ArsDigita Archives
 
 
   
 
spacer

ACS Package Manager (APM)

by Jon Salz, Michael Yoon, and Lars Pind

ACS Documentation : ACS Core Architecture Guide : ACS Package Manager (APM)


The Big Picture

In general terms, a package is a unit of software that serves a single well-defined purpose. That purpose may be to provide a service directly to one or more classes of end-user, (e.g., discussion forums and file storage for community members, user profiling tools for the site publisher), or it may be to act as a building block for other packages (e.g., an application programming interface (API) for storing and querying access control rules, or an API for scheduling email alerts). Thus, packages fall into one of two categories:
  • Application packages: a "program or group of programs designed for end users" (the Webopedia definition); also known as modules, for historical reasons

  • Library packages: the aforementioned building blocks

The ACS itself a collection of interdependent library and application packages. Prior to ACS 3.3, all packages were lumped together into one monolithic distribution without explicit boundaries; the only way to ascertain what comprised a given package was to look at the top of the corresponding documentation page, where, by convention, the package developer would specify where to find:

  • the data model
  • the Tcl procedures
  • the user-accessible pages
  • the administration pages

Experience has shown us that this lack of explicit boundaries causes a number of maintainability problems for pre-3.3 installations:

  1. Package interfaces were not guaranteed to be stable in any formal way, so a change in the interface of one package would often break dependent packages (which we would only discover through manual regression testing). In this context, any of the following could constitute an interface change:

    • renaming a file or directory that appears in a URL
    • changing what form variables are expected as input by a page
    • changing a procedural abstraction, e.g., a PL/SQL or Java stored procedure or a Tcl procedure
    • changing a functional abstraction, e.g., a database view or a PL/SQL or Java stored function
    • changing the data model

    This last point is especially important. In most cases, changing the data model should not affect dependent packages. Rather, the package interface should provide a level of abstraction above the data model (as well as the rest of the package implementation). Then, users of the package can take advantage of implementation improvements that don't affect the interface (e.g., faster performance from intelligent denormalization of the data model), without having to worry that code outside the package will now break.
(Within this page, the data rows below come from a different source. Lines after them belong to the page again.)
//! Key mapping from terminal events to input events.

use crate::types::InputEvent;
use crossterm::event::{KeyCode, KeyEvent, KeyModifiers};

/// Map keyboard input to input events.
pub fn handle_key_event(key: KeyEvent) -> Option<InputEvent> {
    if key.modifiers.contains(KeyModifiers::CONTROL) {
        return match key.code {
            KeyCode::Char('u') | KeyCode::Char('U') | KeyCode::Char('w') | KeyCode::Char('W') => {
                Some(InputEvent::ClearWord)
            }
            KeyCode::Char('r') | KeyCode::Char('R') => Some(InputEvent::Restart),
            _ => None,
        };
    }

    match key.code {
        // Word boundaries
        KeyCode::Char(' ') | KeyCode::Tab => Some(InputEvent::Submit),
        KeyCode::Enter => Some(InputEvent::Enter),

        // Editing
        KeyCode::Backspace => Some(InputEvent::Backspace),
        KeyCode::Char(c) if !c.is_control() => Some(InputEvent::Char(c)),

        _ => None,
    }
}

/// Check if key should quit the game.
///
/// Letters are words here, so quitting is bound to Esc and Ctrl+C only.
pub fn should_quit(key: KeyEvent) -> bool {
    key.code == KeyCode::Esc
        || (matches!(key.code, KeyCode::Char('c') | KeyCode::Char('C'))
            && key.modifiers.contains(KeyModifiers::CONTROL))
}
  2. A typical ACS-backed site only uses a few of the modules included in the distribution, yet there was no well-understood way to pick only what you need when installing the ACS, or even to uninstall what you didn't need, post-installation. Unwanted code had to be removed manually.

  3. Releasing a new version of the ACS was complicated, owing again to the monolithic nature of the software. Since we released everything in the ACS together, all threads of ACS development had to converge on a single deadline, after which we would undertake a focused QA effort whose scale increased in direct proportion to the expansion of the ACS codebase.

  4. There was no standard way for developers outside of ArsDigita to extend the ACS with their own packages. Along the same lines, ArsDigita programmers working on client projects had no standard way to keep custom development cleanly separated from ACS code. Consequently, upgrading the ACS once installed was an error-prone and time-consuming process.
The ACS is basically a platform for web-based application software, and any software platform has the potential to develop problems like these. Fortunately, there are many precedents for systematic ways of avoiding them, including:

Borrowing from all of the above, ACS 3.3 introduces its own package management system, the ACS Package Manager (APM), which consists of:

  • a standard format for APM packages (also called "ACS packages"), including:
    • version numbering, independent of any other package and the ACS as a whole
    • specification of the package interface
    • specification of dependencies on other packages (if any)
    • attribution (who wrote it) and ownership (who maintains it)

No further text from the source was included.